§ TASK STATEMENT
Please return every line in the entries below with the word "PosSaleInput" in it.

Collected data entries:

// =============================================================================
// Unit Tests
// =============================================================================

#[cfg(test)]
mod tests {
    use super::*;
    use crate::pool::{Database, DbConfig};
    use crate::repository::test_support::{seed_company, seed_item, seed_warehouse};
    use keel_core::MovementType;

    fn sale_input(item_id: &str, quantity: i64) -> PosSaleInput {
        PosSaleInput {
            customer_id: None,
            discount_cents: 0,
            tax_cents: 0,
            payment_method: PosPaymentMethod::Cash,
            notes: None,
            lines: vec![PosSaleLineInput {
                item_id: item_id.to_string(),
                quantity,
                unit_price_cents: 1000,
                discount_cents: 0,
            }],
            payments: vec![],
        }
    }

    async fn stock_by_warehouse(db: &Database, company_id: &str) -> Vec<(String, i64)> {
        db.inventory()
            .list_stocks(company_id)
            .await
            .unwrap()
            .into_iter()
            .map(|s| (s.warehouse_id, s.quantity))
            .collect()
    }

    #[tokio::test]
    async fn test_complete_sale_deducts_descending_and_logs_movements() {
        let db = Database::new(DbConfig::in_memory()).await.unwrap();
        let company_id = seed_company(&db).await;
        let big = seed_warehouse(&db, &company_id, "BIG").await;
        let small = seed_warehouse(&db, &company_id, "SMALL").await;
        let item = seed_item(&db, &company_id, "SKU-1").await;

        db.inventory().upsert_stock(&big.id, &item.id, 50, 0).await.unwrap();
        db.inventory().upsert_stock(&small.id, &item.id, 25, 0).await.unwrap();

        let sale = db
            .pos()
            .complete_sale(&company_id, None, sale_input(&item.id, 70))
            .await
            .unwrap();

        assert_eq!(sale.status, PosSaleStatus::Completed);
        assert_eq!(sale.subtotal_cents, 70_000);
        assert_eq!(sale.total_cents, 70_000);
        assert!(sale.sale_number.starts_with("POS-"));

        // 50 from the bigger warehouse, 20 from the smaller.
        let mut stocks = stock_by_warehouse(&db, &company_id).await;
        stocks.sort();
        let mut expected = vec![(big.id.clone(), 0), (small.id.clone(), 5)];
        expected.sort();
        assert_eq!(stocks, expected);

        // One movement per warehouse touched, carrying the sale number.
        let movements = db.inventory().list_movements(&company_id).await.unwrap();
        assert_eq!(movements.len(), 2);
        assert!(movements
            .iter()
            .all(|m| m.reference_number.as_deref() == Some(sale.sale_number.as_str())));
        assert!(movements.iter().all(|m| m.movement_type == MovementType::Out));

        // Defaulted payment covers the full total.
        let payments = db.pos().get_sale_payments(&sale.id).await.unwrap();
        assert_eq!(payments.len(), 1);
        assert_eq!(payments[0].amount_cents, 70_000);
    }

    #[tokio::test]
    async fn test_insufficient_stock_aborts_whole_sale() {
        let db = Database::new(DbConfig::in_memory()).await.unwrap();
        let company_id = seed_company(&db).await;
        let warehouse = seed_warehouse(&db, &company_id, "MAIN").await;
        let item = seed_item(&db, &company_id, "SKU-1").await;

        db.inventory().upsert_stock(&warehouse.id, &item.id, 5, 0).await.unwrap();

        let err = db
            .pos()
            .complete_sale(&company_id, None, sale_input(&item.id, 10))
            .await
            .unwrap_err();
        assert!(matches!(
            err,
            DbError::Domain(CoreError::InsufficientStock {
                available: 5,
                requested: 10,
                ..
            })
        ));

        // Nothing was written.
        assert!(db.pos().list_sales(&company_id).await.unwrap().is_empty());
        assert!(db.inventory().list_movements(&company_id).await.unwrap().is_empty());
        assert_eq!(stock_by_warehouse(&db, &company_id).await, vec![(warehouse.id, 5)]);
    }

    #[tokio::test]
    async fn test_reserved_stock_blocks_sale() {
        let db = Database::new(DbConfig::in_memory()).await.unwrap();
        let company_id = seed_company(&db).await;
        let warehouse = seed_warehouse(&db, &company_id, "MAIN").await;
        let item = seed_item(&db, &company_id, "SKU-1").await;

        // 10 on hand, 8 reserved: only 2 sellable.
        db.inventory().upsert_stock(&warehouse.id, &item.id, 10, 8).await.unwrap();

        let err = db
            .pos()
            .complete_sale(&company_id, None, sale_input(&item.id, 5))
            .await
            .unwrap_err();
        assert!(matches!(
            err,
            DbError::Domain(CoreError::InsufficientStock { available: 2, .. })
        ));
    }

    #[tokio::test]
    async fn test_sale_numbers_increment_within_day() {
        let db = Database::new(DbConfig::in_memory()).await.unwrap();
        let company_id = seed_company(&db).await;
        let warehouse = seed_warehouse(&db, &company_id, "MAIN").await;
        let item = seed_item(&db, &company_id, "SKU-1").await;

        db.inventory().upsert_stock(&warehouse.id, &item.id, 100, 0).await.unwrap();

        let first = db
            .pos()
            .complete_sale(&company_id, None, sale_input(&item.id, 1))
            .await
            .unwrap();
        let second = db
            .pos()
            .complete_sale(&company_id, None, sale_input(&item.id, 1))
            .await
            .unwrap();

        let first_seq = numbering::parse_sequence(&first.sale_number).unwrap();
        let second_seq = numbering::parse_sequence(&second.sale_number).unwrap();
        assert_eq!(second_seq, first_seq + 1);
    }

    #[tokio::test]
    async fn test_void_restores_stock_with_linked_movements() {
        let db = Database::new(DbConfig::in_memory()).await.unwrap();
        let company_id = seed_company(&db).await;
        let big = seed_warehouse(&db, &company_id, "BIG").await;
        let small = seed_warehouse(&db, &company_id, "SMALL").await;
        let item = seed_item(&db, &company_id, "SKU-1").await;

        db.inventory().upsert_stock(&big.id, &item.id, 50, 0).await.unwrap();
        db.inventory().upsert_stock(&small.id, &item.id, 25, 0).await.unwrap();

        let sale = db
            .pos()
            .complete_sale(&company_id, None, sale_input(&item.id, 70))
            .await
            .unwrap();

        let voided = db.pos().void_sale(&company_id, &sale.id).await.unwrap();
        assert_eq!(voided.status, PosSaleStatus::Cancelled);

        // Stock back where it started.
        let mut stocks = stock_by_warehouse(&db, &company_id).await;
        stocks.sort();
        let mut expected = vec![(big.id, 50), (small.id, 25)];
        expected.sort();
        assert_eq!(stocks, expected);

        // Reversal movements mirror the originals and link back to the sale.
        let movements = db.inventory().list_movements(&company_id).await.unwrap();
        let reversals: Vec<_> = movements
            .iter()
            .filter(|m| m.reference_type.as_deref() == Some("pos_void"))
            .collect();
        assert_eq!(reversals.len(), 2);
        assert!(reversals.iter().all(|m| m.movement_type == MovementType::In));
        assert!(reversals
            .iter()
            .all(|m| m.reference_number.as_deref() == Some(sale.sale_number.as_str())));
    }

    #[tokio::test]
    async fn test_void_twice_rejected() {
        let db = Database::new(DbConfig::in_memory()).await.unwrap();
        let company_id = seed_company(&db).await;
        let warehouse = seed_warehouse(&db, &company_id, "MAIN").await;
        let item = seed_item(&db, &company_id, "SKU-1").await;

        db.inventory().upsert_stock(&warehouse.id, &item.id, 10, 0).await.unwrap();

        let sale = db
            .pos()
            .complete_sale(&company_id, None, sale_input(&item.id, 5))
            .await
            .unwrap();
        db.pos().void_sale(&company_id, &sale.id).await.unwrap();

        let err = db.pos().void_sale(&company_id, &sale.id).await.unwrap_err();
        assert!(matches!(
            err,
            DbError::Domain(CoreError::InvalidStatus { .. })
        ));
    }

    #[tokio::test]
    async fn test_sales_invisible_across_companies() {
        let db = Database::new(DbConfig::in_memory()).await.unwrap();
        let company_a = seed_company(&db).await;
        let company_b =
            crate::repository::test_support::seed_company_named(&db, "other", "Other Co").await;
        let warehouse = seed_warehouse(&db, &company_a, "MAIN").await;
        let item = seed_item(&db, &company_a, "SKU-1").await;

        db.inventory().upsert_stock(&warehouse.id, &item.id, 10, 0).await.unwrap();
        let sale = db
            .pos()
            .complete_sale(&company_a, None, sale_input(&item.id, 1))
            .await
            .unwrap();

        assert!(db.pos().get_sale(&company_b, &sale.id).await.unwrap().is_none());
        assert!(db.pos().list_sales(&company_b).await.unwrap().is_empty());
    }
}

§ RESPONSE TO THIS EXERCISE
    fn sale_input(item_id: &str, quantity: i64) -> PosSaleInput {
        PosSaleInput {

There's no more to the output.